Last Tuesday felt perfect for shooting stars – super dark moonless night, forecast said zero clouds. Grabbed my camera bag feeling pumped but honestly kinda nervous cause last time I tried this, it was mostly blurry blobs. Time to actually nail it.

Stuff I Hauled Up the Mountain
- My trusty old DSLR – nothing fancy, just basic model
- Wide lens – the one that gobbles up lots of sky
- Sturdy tripod – essential, my shaky hands ruin everything
- Remote trigger thingy – cheap cable release to avoid tapping the camera
- Big headlamp with red light – so I don’t blind myself stumbling around
- Insane amount of coffee – obvious reasons
Getting Messy With Settings
Set up near this viewpoint, wind was biting cold! Plugged in the tripod first. Almost dropped a leg. Screwed the camera on tight. Learned that lesson before.
Flipped the mode dial to Manual. No letting the camera decide tonight. Took a deep breath. Started twisting dials:
- Aperture (f-number): Cranked that sucker wide open to the smallest number it could go. Mine goes to f/3.5. Sounds weird but yeah, smaller number = bigger hole = more starlight squeezed in. Click.
- Shutter Speed: Okay, trial and error. First shot at 15 seconds? Sky had kinda bright smudges. Too long. Dropped it to 10 seconds? Better, but stars started looking like tiny dashes instead of dots. Gah! Found the sweet spot at 8 seconds on my lens. Stars looked pin-sharp. Used my phone timer to track cause ain’t got fancy tools.
- ISO: My camera throws tons of noisy grain past 3200. Set it at 1600 to start. Preview looked weak. Upped it bravely to 3200. Image got brighter but definitely got that sandy look. Backed off to 2500. Acceptable glow without too much junk. Click dial again.
- Focusing Nightmare: This part always trips me. Pointed the lens at a really bright star. Turned off autofocus (useless here!). Cranked manual focus ring allll the way to infinity, then nudged it back just a smidge. Peered hard at the live view screen, zoomed in digitally. Tiny star became a tiny point? Victory!
- Last Settings: Turned off any image stabilization (shaky tripod confuses it).

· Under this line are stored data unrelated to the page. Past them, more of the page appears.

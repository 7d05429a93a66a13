//! In-memory surface that records every render call.
//!
//! Used for headless runs and throughout the tests.

use std::sync::{Arc, Mutex};

use fxi_api::{ElementId, HeadingLevel, ImageData, Renderer, SlotContent, Surface};

use crate::lock;

/// One recorded renderer call.
#[derive(Debug, Clone, PartialEq, Eq)]
pub enum RenderOp {
    Text(ElementId, String),
    Heading(ElementId, HeadingLevel, String),
    Separator(ElementId),
    Image(ElementId, u32, u32),
    Slot(ElementId),
    Fill(ElementId, SlotContent),
    Frame(ElementId),
    /// A call made on the renderer of the given frame.
    InFrame(ElementId, Box<RenderOp>),
    Clear,
    Destroy,
}

type OpLog = Arc<Mutex<Vec<RenderOp>>>;

struct View {
    app: String,
    ops: OpLog,
}

/// A surface whose views append to shared logs.
#[derive(Clone, Default)]
pub struct MemorySurface {
    views: Arc<Mutex<Vec<View>>>,
}

impl MemorySurface {
    pub fn new() -> Self {
        Self::default()
    }

    /// Number of views opened so far.
    pub fn view_count(&self) -> usize {
        lock(&self.views).len()
    }

    /// Recorded calls of the `index`-th opened view (empty if out of range).
    pub fn ops(&self, index: usize) -> Vec<RenderOp> {
        lock(&self.views)
            .get(index)
            .map(|view| lock(&view.ops).clone())
            .unwrap_or_default()
    }

    /// Indices of the views opened for `app`, in opening order.
    pub fn views_for(&self, app: &str) -> Vec<usize> {
        lock(&self.views)
            .iter()
            .enumerate()
            .filter(|(_, view)| view.app == app)
            .map(|(i, _)| i)
            .collect()
    }
}

impl Surface for MemorySurface {
    fn open_view(&self, app: &str) -> Box<dyn Renderer> {
        let ops = OpLog::default();
        lock(&self.views).push(View {
            app: app.to_string(),
            ops: ops.clone(),
        });
        Box::new(MemoryRenderer { ops, frame: None })
    }
}

/// Frame renderers share their parent's log and tag what they record.
struct MemoryRenderer {
    ops: OpLog,
    frame: Option<ElementId>,
}

impl MemoryRenderer {
    fn record(&self, op: RenderOp) {
        let op = match self.frame {
            Some(frame) => RenderOp::InFrame(frame, Box::new(op)),
            None => op,
        };
        lock(&self.ops).push(op);
    }
}

impl Renderer for MemoryRenderer {
    fn append_text(&mut self, id: ElementId, text: &str) {
        self.record(RenderOp::Text(id, text.to_string()));
    }

    fn append_heading(&mut self, id: ElementId, level: HeadingLevel, text: &str) {
        self.record(RenderOp::Heading(id, level, text.to_string()));
    }

    fn append_separator(&mut self, id: ElementId) {
        self.record(RenderOp::Separator(id));
    }

    fn append_image(&mut self, id: ElementId, image: &ImageData) {
        self.record(RenderOp::Image(id, image.width, image.height));
    }

    fn append_slot(&mut self, id: ElementId) {
        self.record(RenderOp::Slot(id));
    }

    fn fill_slot(&mut self, id: ElementId, content: &SlotContent) {
        self.record(RenderOp::Fill(id, content.clone()));
    }

    fn append_frame(&mut self, id: ElementId) -> Box<dyn Renderer> {
        self.record(RenderOp::Frame(id));
        Box::new(MemoryRenderer {
            ops: self.ops.clone(),
            frame: Some(id),
        })
    }

    fn clear(&mut self) {
        self.record(RenderOp::Clear);
    }

    fn destroy(&mut self) {
        self.record(RenderOp::Destroy);
    }
}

Set RAW format cause JPGs butcher star colors. Used the 2-second delay timer so my finger wouldn’t jiggle the camera.
Hitting Shutter & Hoping
Attached the cable release. Clicked the button. Held dead still. Counted agonizingly slow… 1 Mississippi… 2 Mississippi… Up to 8. BEEP. Screen lit up.
First pic looked… not awful. Actual stars! Milky Way faint band showed up! Did a little jig, spilling some coffee. Worth it. Played with bumping ISO a bit more for different shots, some looked grainier but captured fainter stuff. Left shutter speed and focus alone after getting them right.
Packed up after two hours, fingers frozen solid. Hot coffee never tasted better. Felt like I finally unlocked a secret level in this camera game. Stubborn beats fancy gear sometimes.